Vem isto a propósito das mais recentes decisões do Parlamento em relação a matérias que concernem ao início da vida: ‘inseminação post mortem’ e ‘maternidade de substituição’ (vulgarmente designada como ‘barrigas de aluguer’).

Ambas as decisões foram alvo de pareceres éticos negativos, mas, ainda assim, o Parlamento, [que é quem detém o poder e, por isso, se considera autorizado para decidir o que entender (!)], decidiu avançar para a sua legalização, invocando tratar-se de um avanço imparável.

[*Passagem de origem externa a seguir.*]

//! Binding records attached to a control block after construction.

use ash::vk;

use crate::codec::{record_struct, tagged_enum};
use crate::object::Identity;

record_struct! {
    pub struct MemoryBinding {
        pub memory: Identity,
        pub offset: u64,
    }
}

record_struct! {
    pub struct DescriptorImage {
        pub sampler: Option<Identity>,
        pub image_view: Option<Identity>,
        pub image_layout: vk::ImageLayout,
    }
}

record_struct! {
    pub struct DescriptorBuffer {
        pub buffer: Identity,
        pub offset: u64,
        pub range: u64,
    }
}

record_struct! {
    pub struct DescriptorWrite {
        pub binding: u32,
        pub array_element: u32,
        pub descriptor_type: vk::DescriptorType,
        pub images: Vec<DescriptorImage>,
        pub buffers: Vec<DescriptorBuffer>,
        pub texel_buffer_views: Vec<Identity>,
    }
}

tagged_enum! {
    pub enum Binding {
        BufferMemory(MemoryBinding) = 1,
        ImageMemory(MemoryBinding) = 2,
        DescriptorWrite(DescriptorWrite) = 3,
    }
}

impl Binding {
    /// Two bindings occupy the same slot when a new one replaces the old:
    /// memory bindings of the same kind, or descriptor writes to the same (binding, element).
    pub fn same_slot(&self, other: &Binding) -> bool {
        match (self, other) {
            (Binding::BufferMemory(_), Binding::BufferMemory(_)) => true,
            (Binding::ImageMemory(_), Binding::ImageMemory(_)) => true,
            (Binding::DescriptorWrite(a), Binding::DescriptorWrite(b)) => {
                a.binding == b.binding && a.array_element == b.array_element
            }
            _ => false,
        }
    }
}

/// Insert `binding`, replacing whatever held the same slot.
pub fn upsert(bindings: &mut Vec<Binding>, binding: Binding) {
    match bindings.iter_mut().find(|b| b.same_slot(&binding)) {
        Some(slot) => *slot = binding,
        None => bindings.push(binding),
    }
}

#[cfg(test)]
mod tests {
    use super::*;
    use crate::object::ObjectKind;

    fn write(binding: u32, element: u32, buffer: u64) -> Binding {
        Binding::DescriptorWrite(DescriptorWrite {
            binding,
            array_element: element,
            descriptor_type: vk::DescriptorType::UNIFORM_BUFFER,
            images: vec![],
            buffers: vec![DescriptorBuffer {
                buffer: Identity::new(ObjectKind::Buffer, buffer, 1),
                offset: 0,
                range: vk::WHOLE_SIZE,
            }],
            texel_buffer_views: vec![],
        })
    }

    #[test]
    fn descriptor_writes_replace_per_slot() {
        let mut v = Vec::new();
        upsert(&mut v, write(0, 0, 10));
        upsert(&mut v, write(1, 0, 11));
        upsert(&mut v, write(0, 0, 12));
        assert_eq!(v.len(), 2);
        assert_eq!(v[0], write(0, 0, 12));
    }

    #[test]
    fn rebinding_memory_replaces() {
        let mem = |h| {
            Binding::ImageMemory(MemoryBinding {
                memory: Identity::new(ObjectKind::DeviceMemory, h, 1),
                offset: 0,
            })
        };
        let mut v = vec![mem(1)];
        upsert(&mut v, mem(2));
        assert_eq!(v, vec![mem(2)]);
    }
}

Tenho-o dito muitas vezes: nada há de mais progressista do que a ética. É à ética que cabe alertar para os riscos de uma atitude conservadora e simplista que nos faz ‘fazer’ tudo o que podemos fazer. A ética diz-nos que não será sensato não subjugarmos o ‘poder’ ao que ‘é lícito fazer’, ao que ‘devemos’ fazer. Quando o ‘poder’ e o ‘dever’ se pretendem coincidentes, emergem as condições para a arbitrariedade que é má conselheira.

E é disto que se trata, nas duas situações que acima invocávamos.

Em ambos os casos estamos perante um desejo de corresponder a um pedido (em si próprio, lícito e gerador de compaixão: o de possibilitar gerar vida nova, gerar filhos), mas em que a solução se revela atentatória da indisponibilidade da dignidade de cada um. Na verdade, um olhar atento e distanciado rapidamente concluirá que, em ambas as situações, o bom fim (beneficiar da paternidade e maternidade) se faz por um mau meio, um meio que se revela instrumentalizador. O centro está, não no filho, mas no desejo de se ter filhos. O filho não é um alguém que se acolhe, é um bem que se pretende.

Bento XVI alertava, na encíclica ‘Caritas in Veritate’ (CV 3), para os perigos do amor compassivo que não respeita a verdade da natureza humana. Assim acontece, neste caso.

O filho gerado por inseminação post mortem é um filho gerado na orfandade. É um órfão no próprio momento em que é concebido. E, se a orfandade nos compadece, porque haveremos de legitimar gerar filhos já órfãos no próprio momento da sua conceção? Há algo de contraditório nisto. Uma contradição que nasce de não se respeitar que o filho não é um direito. Um filho é anterior aos nossos próprios direitos: é alguém. É uma pessoa que nos cabe acolher, amar pelo que é e não por corresponder ao desejo.

Do mesmo modo, no caso da maternidade de substituição, o filho é gerado num contexto que artificializa a relação entre mãe e filho. Sabendo-se quão relevante é o tempo de gestação na criação de vínculos, privar alguém, à partida, desses vínculos, por um motivo que se prende com o desejo dos adultos a terem um filho, desvirtua a natureza das coisas e é uma violência a que não podemos fechar os olhos. O nosso silêncio seria o de uma cumplicidade indigna por abafar o motivo de indignação. Já evidenciava Aristóteles que a virtude se opõe ao vício. O que não é virtuoso é vicioso. Se esta é uma decisão que desvirtua a natureza das coisas, não poderá pretender reconhecimento de virtude… E disso deu conta, precisamente, o Tribunal Constitucional que já se pronunciou sobre esta matéria, considerando-a inconstitucional.

Mas o Parlamento não quer saber dos que se lhe opõem. É ele que tem o poder. E quanto pode contra isso a dignidade humana?